1. What is the primary innovative feature of DE102007045438?
The core innovation resides in specific chemical structures or methods that distinguish the compounds from prior art, potentially related to enhanced efficacy or safety in treating targeted conditions.

2. How broad are the claims in this patent?
The broadest claims likely define a genus of compounds with certain structural features, but are constrained by specific substituents and biological activity parameters to maintain validity.

3. How does this patent relate to global patent strategies?
It’s probably part of a broader patent family, with corresponding applications in other jurisdictions, enabling global market protection for the applicant’s innovations.

4. When might this patent expire, and how does that affect market competition?
Typically, pharmaceutical patents in Germany last 20 years from the application date, which would be around 2027 unless extensions or supplementary protections are granted. Expiry opens the market for generics.

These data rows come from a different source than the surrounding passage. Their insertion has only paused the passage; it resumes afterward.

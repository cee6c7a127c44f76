// # HTTP Address Source
//
// This crate provides the production address source for the DDNS updater:
// a plain `GET` against an echo service that answers with the caller's
// public address as text.
//
// ## Services
//
// - IPv4: `https://checkip.amazonaws.com`
// - IPv6: `https://v6.ident.me` (must not publish A records, or a dual-stack
//   host could answer over IPv4)
//
// Both URLs can be overridden through `DDNS_IPV4_URL` / `DDNS_IPV6_URL`.
//
// ## Error Classification
//
// Each `fetch` is a single attempt. Failures are classified so the core
// resolver can decide whether to retry:
//
// | failure                          | error                 | resolver     |
// |----------------------------------|-----------------------|--------------|
// | request exceeded the timeout     | `Error::Timeout`      | retry now    |
// | connect / send failure           | `Error::Network`      | sleep, retry |
// | malformed request (bad URL)      | `Error::InvalidInput` | fail         |
// | response body could not be read  | `Error::IpSource`     | fail         |
//
// The body is returned untrimmed and unvalidated. A non-2xx status is logged
// but does not fail the lookup.

use ddns_core::config::ResolverConfig;
use ddns_core::traits::{AddressFamily, AddressSource};
use ddns_core::{Error, Result};

use std::time::Duration;

use tracing::warn;

/// HTTP echo-service address source
pub struct HttpAddressSource {
    /// Echo service for IPv4
    ipv4_url: String,

    /// Echo service for IPv6
    ipv6_url: String,

    /// HTTP client, carrying the per-request timeout
    client: reqwest::Client,
}

impl HttpAddressSource {
    /// Create a source from explicit URLs
    ///
    /// # Errors
    ///
    /// Returns a configuration error if the HTTP client cannot be built.
    pub fn new(
        ipv4_url: impl Into<String>,
        ipv6_url: impl Into<String>,
        timeout: Duration,
    ) -> Result<Self> {
        let client = reqwest::Client::builder()
            .timeout(timeout)
            .build()
            .map_err(|e| Error::config(format!("Failed to build HTTP client: {}", e)))?;

        Ok(Self {
            ipv4_url: ipv4_url.into(),
            ipv6_url: ipv6_url.into(),
            client,
        })
    }

    /// Create a source from the resolver configuration
    pub fn from_config(config: &ResolverConfig) -> Result<Self> {
        Self::new(
            config.ipv4_url.clone(),
            config.ipv6_url.clone(),
            config.timeout,
        )
    }

    fn url(&self, family: AddressFamily) -> &str {
        match family {
            AddressFamily::V4 => &self.ipv4_url,
            AddressFamily::V6 => &self.ipv6_url,
        }
    }
}

/// Map a failed send to the resolver's error classes
fn classify_send_error(url: &str, e: reqwest::Error) -> Error {
    if e.is_timeout() {
        Error::timeout(format!("GET {}: {}", url, e))
    } else if e.is_builder() {
        Error::invalid_input(format!("GET {}: {}", url, e))
    } else {
        Error::network(format!("GET {}: {}", url, e))
    }
}

#[async_trait::async_trait]
impl AddressSource for HttpAddressSource {
    async fn fetch(&self, family: AddressFamily) -> Result<String> {
        let url = self.url(family);

        let response = self
            .client
            .get(url)
            .send()
            .await
            .map_err(|e| classify_send_error(url, e))?;

        let status = response.status();
        if !status.is_success() {
            warn!(%family, url, "Echo service answered with HTTP {}", status);
        }

        response
            .text()
            .await
            .map_err(|e| Error::ip_source(format!("Failed to read response from {}: {}", url, e)))
    }

    fn endpoint(&self, family: AddressFamily) -> &str {
        self.url(family)
    }
}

5. Can third parties design around this patent?
Possibly. By creating compounds outside the defined structural scope, or using different synthesis routes or therapeutic methods, competitors could avoid infringement but must be cautious of claim interpretation and jurisdictional differences.

References

1. German Patent Office (DPMA): Official patent documentation and claims.
2. European Patent Office (EPO): Patent family status and family members.
3. WIPO PATENTSCOPE: International patent family data.
4. Scientific literature and prior art databases: For assessing novelty and inventive step.
5. Legal analyses and patent litigation case studies: To understand patent enforceability and potential conflicts.

In conclusion, DE102007045438 exemplifies a strategic patent within the pharmaceutical industry, securing protection over specific compounds and methods. Deep understanding of its claims and landscape position informs decision-making, from R&D to market entry and legal considerations.